→ What to do:
Return each line in the records below that includes "enum".

→ Provided data:
· · · · · · ·

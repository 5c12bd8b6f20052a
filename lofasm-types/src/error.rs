use std::path::PathBuf;

use thiserror::Error;

use crate::PolarizationChannel;

/// Результат для операций над базовыми типами
pub type TypesResult<T> = std::result::Result<T, TypesError>;

pub type CaptureResult<T> = std::result::Result<T, CaptureError>;

pub type MetadataResult<T> = std::result::Result<T, MetadataError>;

pub type SampleResult<T> = std::result::Result<T, SampleError>;

/// Ошибки разбора базовых типов.
#[derive(Debug, Error)]
pub enum TypesError {
    /// Код канала не состоит из двух букв
    #[error("Invalid polarization channel: '{0}'")]
    InvalidChannel(String),

    /// Неизвестное представление полезной нагрузки
    #[error("Unknown payload encoding: {0}")]
    UnknownEncoding(String),

    /// Эпоха не представима в UTC
    #[error("Epoch out of range: day={mjd_day}, msec={mjd_msec}")]
    EpochOutOfRange { mjd_day: i64, mjd_msec: f64 },
}

/// Ошибки открытия записи.
#[derive(Debug, Error)]
pub enum CaptureError {
    /// Неправильная сигнатура файла
    #[error("Invalid capture signature: {0}")]
    InvalidSignature(String),

    /// Повреждённый или неполный заголовок
    #[error("Malformed capture header: {0}")]
    MalformedHeader(String),

    #[error("I/O error: {0}")]
    Io(#[from] std::io::Error),
}

/// Ошибки извлечения метаданных записи.
#[derive(Debug, Error)]
pub enum MetadataError {
    /// В заголовке нет обязательного поля
    #[error("Missing header field '{0}'")]
    MissingField(&'static str),

    /// Поле есть, но значение не разбирается
    #[error("Invalid value '{value}' for header field '{field}'")]
    InvalidField { field: &'static str, value: String },

    /// Неверная эпоха начала записи
    #[error("Invalid start epoch: {0}")]
    Epoch(#[from] TypesError),

    #[error("I/O error: {0}")]
    Io(#[from] std::io::Error),
}

/// Ошибка чтения выборки одного канала.
#[derive(Debug, Error)]
pub enum SampleError {
    /// Канал не записан в текущей интеграции
    #[error("Channel {0} is not available in the current integration")]
    ChannelUnavailable(PolarizationChannel),

    /// Канал не выбран перед чтением
    #[error("No channel selected")]
    NoChannelSelected,

    /// Спектр короче используемого числа бинов
    #[error("Spectrum too short: expected at least {expected} bins, found {found}")]
    Truncated { expected: usize, found: usize },

    /// Выборка повреждена
    #[error("Corrupted sample: {0}")]
    Corrupted(String),

    #[error("I/O error: {0}")]
    Io(#[from] std::io::Error),
}

/// Исход неудачного перехода к следующей интеграции.
#[derive(Debug, Error)]
pub enum IntegrationError {
    /// Повреждённые данные: заканчивается только текущий burst
    #[error("Corrupt integration: {0}")]
    Corrupt(String),

    /// Данные записи исчерпаны
    #[error("End of capture")]
    EndOfCapture,
}

/// Больше burst-ов в записи нет.
#[derive(Debug, Error, Clone, Copy, PartialEq, Eq)]
#[error("End of capture")]
pub struct EndOfCapture;

/// Причина, по которой канал не открывается в текущем burst-е.
#[derive(Debug, Error)]
pub enum SkipReason {
    /// Архив уже существует, перезапись не запрошена
    #[error("output file exists")]
    AlreadyExists(PathBuf),

    /// Не удалось создать временный файл
    #[error("could not open data file")]
    CannotOpen {
        path: PathBuf,
        #[source]
        source: std::io::Error,
    },
}

impl CaptureError {
    pub fn malformed<S: Into<String>>(s: S) -> Self {
        Self::MalformedHeader(s.into())
    }
}

impl SampleError {
    pub fn corrupted<S: Into<String>>(s: S) -> Self {
        Self::Corrupted(s.into())
    }
}

impl IntegrationError {
    pub fn corrupt<S: Into<String>>(s: S) -> Self {
        Self::Corrupt(s.into())
    }

    /// `true`, если исчерпана вся запись, а не только burst.
    pub fn is_end_of_capture(&self) -> bool {
        matches!(self, IntegrationError::EndOfCapture)
    }
}
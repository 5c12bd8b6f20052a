use std::path::PathBuf;

use lofasm_core::ArchiveAssembler;
use lofasm_types::{PayloadEncoding, PolarizationChannel, CANONICAL_CHANNELS};

/// Список каналов по умолчанию для `--pols`.
pub const DEFAULT_CHANNEL_LIST: &str = "AA,BB,CC,DD,AB,AC,AD,BC,BD,CD";

/// Полная конфигурация конвертации.
#[derive(Debug, Clone, PartialEq, Eq)]
pub struct ConvertConfig {
    /// Представление полезной нагрузки (`.bbx` / `.abx`)
    pub encoding: PayloadEncoding,
    /// Перезаписывать существующие архивы
    pub force: bool,
    /// Запрошенные каналы, в порядке обработки
    pub channels: Vec<PolarizationChannel>,
    /// Каталог для архивов и временных файлов
    pub output_dir: PathBuf,
    /// Оставлять `.hdr` / `.dat` после сборки архива
    pub keep_temporaries: bool,
}

////////////////////////////////////////////////////////////////////////////////
// Собственные методы
////////////////////////////////////////////////////////////////////////////////

impl ConvertConfig {
    pub fn assembler(&self) -> ArchiveAssembler {
        ArchiveAssembler {
            overwrite: self.force,
            keep_temporaries: self.keep_temporaries,
        }
    }
}

impl Default for ConvertConfig {
    fn default() -> Self {
        Self {
            encoding: PayloadEncoding::Binary,
            force: false,
            channels: CANONICAL_CHANNELS.to_vec(),
            output_dir: PathBuf::from("."),
            keep_temporaries: false,
        }
    }
}

/// Разбирает список каналов через запятую (`"AA,bb, AB"`).
///
/// Регистр нормализуется, повторы отбрасываются с сохранением порядка.
///
/// # Примеры
/// ```
/// use lofasm_convert::config::parse_channel_list;
/// let channels = parse_channel_list("AA,ab,AA").unwrap();
/// assert_eq!(channels.len(), 2);
/// assert_eq!(channels[1].as_str(), "AB");
/// ```
pub fn parse_channel_list(s: &str) -> Result<Vec<PolarizationChannel>, String> {
    let mut channels: Vec<PolarizationChannel> = Vec::new();

    for item in s.split(',').map(str::trim).filter(|i| !i.is_empty()) {
        let channel: PolarizationChannel = item
            .parse()
            .map_err(|e| format!("Invalid channel '{item}': {e}. Use two letters, e.g. AA or AB"))?;

        if !channels.contains(&channel) {
            channels.push(channel);
        }
    }

    if channels.is_empty() {
        return Err(format!("No channels in '{s}'"));
    }

    Ok(channels)
}

////////////////////////////////////////////////////////////////////////////////
// Тесты
////////////////////////////////////////////////////////////////////////////////
impl<W: Write> LocoWriter<W> {
    /// Создаёт писатель, немедленно записывая заголовок в поток.
    pub fn new(
        inner: W,
        header: &LocoHeader,
    ) -> CaptureResult<Self> {
        let mut writer = BufWriter::new(inner);
        writer.write_all(&header.encode()?)?;

        Ok(Self { writer, records: 0 })
    }

    /// Начинает новый burst.
    pub fn start_burst(
        &mut self,
        epoch: &BurstEpoch,
    ) -> CaptureResult<()> {
        let day = u32::try_from(epoch.mjd_day)
            .map_err(|_| CaptureError::malformed(format!("mjd_day {} out of range", epoch.mjd_day)))?;

        let mut content = Vec::with_capacity(BURST_CONTENT_LEN);
        content.write_u32::<LittleEndian>(day)?;
        content.write_f64::<LittleEndian>(epoch.mjd_msec)?;
        content.write_f64::<LittleEndian>(epoch.int_time.unwrap_or(0.0))?;

        self.write_record(&TAG_BURST, &content, false)
    }

    /// Записывает одну интеграцию всех записанных каналов.
    pub fn write_integration(
        &mut self,
        channels: &[(PolarizationChannel, &[Complex64])],
    ) -> CaptureResult<()> {
        let content = encode_integration(channels)?;
        self.write_record(&TAG_INTEGRATION, &content, false)
    }

    /// Интеграция с заведомо неверной CRC.
    pub fn write_corrupt_integration(
        &mut self,
        channels: &[(PolarizationChannel, &[Complex64])],
    ) -> CaptureResult<()> {
        let content = encode_integration(channels)?;
        self.write_record(&TAG_INTEGRATION, &content, true)
    }

    /// Произвольные байты вне кадрирования.
    pub fn write_raw(
        &mut self,
        bytes: &[u8],
    ) -> CaptureResult<()> {
        self.writer.write_all(bytes)?;
        Ok(())
    }

    /// Число записанных записей.
    pub fn records(&self) -> u64 {
        self.records
    }

    /// Сбрасывает буфер и возвращает внутренний поток.
    pub fn finish(self) -> CaptureResult<W> {
        self.writer
            .into_inner()
            .map_err(|e| CaptureError::Io(e.into_error()))
    }

    fn write_record(
        &mut self,
        tag: &[u8; 4],
        content: &[u8],
        corrupt_crc: bool,
    ) -> CaptureResult<()> {
        let len = u32::try_from(content.len())
            .map_err(|_| CaptureError::malformed("record too large"))?;
        let mut crc = crc32fast::hash(content);
        if corrupt_crc {
            crc ^= 0xDEAD_BEEF;
        }

        self.writer.write_all(tag)?;
        self.writer.write_u32::<LittleEndian>(len)?;
        self.writer.write_all(content)?;
        self.writer.write_u32::<LittleEndian>(crc)?;
        self.records += 1;

        Ok(())
    }
}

· · · · · · ·

→ Expected answer:
pub enum TypesError {
pub enum CaptureError {
pub enum MetadataError {
pub enum SampleError {
pub enum IntegrationError {
pub enum SkipReason {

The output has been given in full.